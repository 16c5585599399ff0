//! Structures, signatures, and functors.

use crate::check::{check, check_err, check_vals};
use sml_interp::{ErrorKind, Options};

#[test]
fn structure() {
  check_vals("structure S = struct val x = 1 fun f y = y + x end val r = S.f 2", &[("r", "3")]);
}

#[test]
fn nested() {
  check_vals(
    "structure A = struct structure B = struct val x = 5 end end val r = A.B.x",
    &[("r", "5")],
  );
}

#[test]
fn open() {
  check_vals("structure S = struct val x = 7 end open S val r = x", &[("r", "7")]);
}

#[test]
fn datatype_and_exn() {
  check_vals(
    r#"
structure S = struct
  datatype t = A | B of int
  exception E
end
val r = S.B 3
val s = (raise S.E) handle S.E => 1
"#,
    &[("r", "B 3"), ("s", "1")],
  );
}

#[test]
fn transparent_filters() {
  check_vals(
    r#"
signature SIG = sig val x : int end
structure S : SIG = struct
  val x = 1
  val y = 2
end
val r = S.x
"#,
    &[("r", "1")],
  );
  check(
    r#"
structure S : sig val x : int end = struct val x = 1 val y = 2 end
val r = S.y
(** + undefined value: S.y *)
"#,
  );
}

#[test]
fn filters_without_elaboration() {
  let options = Options { disable_elaboration: true, ..Options::default() };
  check_err(
    &options,
    "structure S : sig val x : int end = struct val x = 1 val y = 2 end val r = S.y",
    ErrorKind::Evaluation,
    "undefined",
  );
}

#[test]
fn opaque() {
  let sig = "sig type t val mk : int -> t val get : t -> int end";
  let body = "struct type t = int fun mk x = x fun get x = x end";
  check_vals(&format!("structure S :> {sig} = {body} val r = S.get (S.mk 4)"), &[("r", "4")]);
  check_err(
    &Options::default(),
    &format!("structure S :> {sig} = {body} val bad = S.mk 1 + 1"),
    ErrorKind::Elaboration,
    "incompatible types",
  );
}

#[test]
fn missing() {
  check_err(
    &Options::default(),
    "structure S : sig val z : int end = struct end",
    ErrorKind::Elaboration,
    "missing value required by signature: z",
  );
}

#[test]
fn functor() {
  check_vals(
    r#"
functor F (X : sig val n : int end) = struct val m = X.n * 2 end
structure A = F (struct val n = 21 end)
val r = A.m
"#,
    &[("r", "42")],
  );
}

#[test]
fn functor_twice() {
  check_vals(
    r#"
functor Counter (X : sig val start : int end) = struct
  val c = ref X.start
  fun next () = (c := !c + 1; !c)
end
structure A = Counter (struct val start = 0 end)
structure B = Counter (struct val start = 10 end)
val a = (A.next (); A.next ())
val b = B.next ()
"#,
    &[("a", "2"), ("b", "11")],
  );
}

#[test]
fn undefined_structure() {
  let options = Options::default();
  check_err(&options, "val x = Nope.x", ErrorKind::Elaboration, "undefined structure: Nope");
}

#[test]
fn sharing() {
  check_err(
    &Options::default(),
    "signature S = sig type t type u sharing type t = u end",
    ErrorKind::FeatureNotImplemented,
    "sharing",
  );
}
//! Type inference.

use crate::check::{check, check_err, check_tys, check_with};
use sml_interp::{ErrorKind, Options};

#[test]
fn polymorphic() {
  check_tys(
    "fun id x = x fun eq x = x = x val l = [1, 2] fun pair x y = (x, y)",
    &[
      ("id", "'a -> 'a"),
      ("eq", "''a -> bool"),
      ("l", "int list"),
      ("pair", "'a -> 'b -> 'a * 'b"),
    ],
  );
}

#[test]
fn higher_order() {
  check_tys(
    "fun map' f [] = [] | map' f (x :: xs) = f x :: map' f xs",
    &[("map'", "('a -> 'b) -> 'a list -> 'b list")],
  );
}

#[test]
fn let_polymorphism() {
  check_tys("val p = let fun id x = x in (id 1, id true) end", &[("p", "int * bool")]);
}

#[test]
fn lambda_not_generalized() {
  check_err(
    &Options::default(),
    "val p = (fn id => (id 1, id true)) (fn x => x)",
    ErrorKind::Elaboration,
    "incompatible types",
  );
}

#[test]
fn datatype() {
  check_tys(
    "datatype 'a tree = Leaf | Node of 'a tree * 'a * 'a tree val t = Node (Leaf, 1, Leaf)",
    &[("t", "int tree"), ("Node", "'a tree * 'a * 'a tree -> 'a tree")],
  );
}

#[test]
fn alias() {
  check_tys("type point = int * int val p : point = (1, 2) val x = #1 p", &[("x", "int")]);
}

#[test]
fn records() {
  check_tys("val r = {a = 1, b = true} val x = #b r", &[("x", "bool")]);
}

#[test]
fn equality() {
  check(
    r#"
val _ = (fn x => x) = (fn x => x)
(** + not an equality type *)
"#,
  );
  let options = Options::default();
  check_err(&options, "fun f x = x = 1.0", ErrorKind::Elaboration, "not an equality type");
  check_with(&Options { real_equality: true, ..Options::default() }, "fun f x = x = 1.0");
}

#[test]
fn value_restriction() {
  check(
    r#"
val r = ref []
(** + not generalized *)
"#,
  );
  cov_mark::check("dummy_tys");
}

#[test]
fn circularity() {
  check_err(&Options::default(), "fun f x = f", ErrorKind::Elaboration, "circular type");
  cov_mark::check("circularity");
}

#[test]
fn annotations() {
  check_tys(
    "fun f (x : real) = x val g = fn (s : string) => s",
    &[("f", "real -> real"), ("g", "string -> string")],
  );
  let options = Options::default();
  check_err(&options, "val x : int = true", ErrorKind::Elaboration, "incompatible types");
}

#[test]
fn exception_ty_var() {
  let options = Options::default();
  check_err(&options, "exception E of 'a", ErrorKind::Elaboration, "Unguarded type variable");
  check_err(&options, "exception E of 'a list", ErrorKind::Elaboration, "Unguarded type variable");
  check_tys("exception E of int list val e = E [1]", &[("E", "int list -> exn"), ("e", "exn")]);
}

PROBLEM TO WORK ON: Would you return all of the material exactly as written?

RESPONSE TO THE EXERCISE:
repository 16c5585599399ff0
//! Structures, signatures, and functors.

use crate::check::{check, check_err, check_vals};
use sml_interp::{ErrorKind, Options};

#[test]
fn structure() {
  check_vals("structure S = struct val x = 1 fun f y = y + x end val r = S.f 2", &[("r", "3")]);
}

#[test]
fn nested() {
  check_vals(
    "structure A = struct structure B = struct val x = 5 end end val r = A.B.x",
    &[("r", "5")],
  );
}

#[test]
fn open() {
  check_vals("structure S = struct val x = 7 end open S val r = x", &[("r", "7")]);
}

#[test]
fn datatype_and_exn() {
  check_vals(
    r#"
structure S = struct
  datatype t = A | B of int
  exception E
end
val r = S.B 3
val s = (raise S.E) handle S.E => 1
"#,
    &[("r", "B 3"), ("s", "1")],
  );
}

#[test]
fn transparent_filters() {
  check_vals(
    r#"
signature SIG = sig val x : int end
structure S : SIG = struct
  val x = 1
  val y = 2
end
val r = S.x
"#,
    &[("r", "1")],
  );
  check(
    r#"
structure S : sig val x : int end = struct val x = 1 val y = 2 end
val r = S.y
(** + undefined value: S.y *)
"#,
  );
}

#[test]
fn filters_without_elaboration() {
  let options = Options { disable_elaboration: true, ..Options::default() };
  check_err(
    &options,
    "structure S : sig val x : int end = struct val x = 1 val y = 2 end val r = S.y",
    ErrorKind::Evaluation,
    "undefined",
  );
}

#[test]
fn opaque() {
  let sig = "sig type t val mk : int -> t val get : t -> int end";
  let body = "struct type t = int fun mk x = x fun get x = x end";
  check_vals(&format!("structure S :> {sig} = {body} val r = S.get (S.mk 4)"), &[("r", "4")]);
  check_err(
    &Options::default(),
    &format!("structure S :> {sig} = {body} val bad = S.mk 1 + 1"),
    ErrorKind::Elaboration,
    "incompatible types",
  );
}

#[test]
fn missing() {
  check_err(
    &Options::default(),
    "structure S : sig val z : int end = struct end",
    ErrorKind::Elaboration,
    "missing value required by signature: z",
  );
}

#[test]
fn functor() {
  check_vals(
    r#"
functor F (X : sig val n : int end) = struct val m = X.n * 2 end
structure A = F (struct val n = 21 end)
val r = A.m
"#,
    &[("r", "42")],
  );
}

#[test]
fn functor_twice() {
  check_vals(
    r#"
functor Counter (X : sig val start : int end) = struct
  val c = ref X.start
  fun next () = (c := !c + 1; !c)
end
structure A = Counter (struct val start = 0 end)
structure B = Counter (struct val start = 10 end)
val a = (A.next (); A.next ())
val b = B.next ()
"#,
    &[("a", "2"), ("b", "11")],
  );
}

#[test]
fn undefined_structure() {
  let options = Options::default();
  check_err(&options, "val x = Nope.x", ErrorKind::Elaboration, "undefined structure: Nope");
}

#[test]
fn sharing() {
  check_err(
    &Options::default(),
    "signature S = sig type t type u sharing type t = u end",
    ErrorKind::FeatureNotImplemented,
    "sharing",
  );
}
//! Type inference.

use crate::check::{check, check_err, check_tys, check_with};
use sml_interp::{ErrorKind, Options};

#[test]
fn polymorphic() {
  check_tys(
    "fun id x = x fun eq x = x = x val l = [1, 2] fun pair x y = (x, y)",
    &[
      ("id", "'a -> 'a"),
      ("eq", "''a -> bool"),
      ("l", "int list"),
      ("pair", "'a -> 'b -> 'a * 'b"),
    ],
  );
}

#[test]
fn higher_order() {
  check_tys(
    "fun map' f [] = [] | map' f (x :: xs) = f x :: map' f xs",
    &[("map'", "('a -> 'b) -> 'a list -> 'b list")],
  );
}

#[test]
fn let_polymorphism() {
  check_tys("val p = let fun id x = x in (id 1, id true) end", &[("p", "int * bool")]);
}

#[test]
fn lambda_not_generalized() {
  check_err(
    &Options::default(),
    "val p = (fn id => (id 1, id true)) (fn x => x)",
    ErrorKind::Elaboration,
    "incompatible types",
  );
}

#[test]
fn datatype() {
  check_tys(
    "datatype 'a tree = Leaf | Node of 'a tree * 'a * 'a tree val t = Node (Leaf, 1, Leaf)",
    &[("t", "int tree"), ("Node", "'a tree * 'a * 'a tree -> 'a tree")],
  );
}

#[test]
fn alias() {
  check_tys("type point = int * int val p : point = (1, 2) val x = #1 p", &[("x", "int")]);
}

#[test]
fn records() {
  check_tys("val r = {a = 1, b = true} val x = #b r", &[("x", "bool")]);
}

#[test]
fn equality() {
  check(
    r#"
val _ = (fn x => x) = (fn x => x)
(** + not an equality type *)
"#,
  );
  let options = Options::default();
  check_err(&options, "fun f x = x = 1.0", ErrorKind::Elaboration, "not an equality type");
  check_with(&Options { real_equality: true, ..Options::default() }, "fun f x = x = 1.0");
}

#[test]
fn value_restriction() {
  check(
    r#"
val r = ref []
(** + not generalized *)
"#,
  );
  cov_mark::check("dummy_tys");
}

#[test]
fn circularity() {
  check_err(&Options::default(), "fun f x = f", ErrorKind::Elaboration, "circular type");
  cov_mark::check("circularity");
}

#[test]
fn annotations() {
  check_tys(
    "fun f (x : real) = x val g = fn (s : string) => s",
    &[("f", "real -> real"), ("g", "string -> string")],
  );
  let options = Options::default();
  check_err(&options, "val x : int = true", ErrorKind::Elaboration, "incompatible types");
}

#[test]
fn exception_ty_var() {
  let options = Options::default();
  check_err(&options, "exception E of 'a", ErrorKind::Elaboration, "Unguarded type variable");
  check_err(&options, "exception E of 'a list", ErrorKind::Elaboration, "Unguarded type variable");
  check_tys("exception E of int list val e = E [1]", &[("E", "int list -> exn"), ("e", "exn")]);
}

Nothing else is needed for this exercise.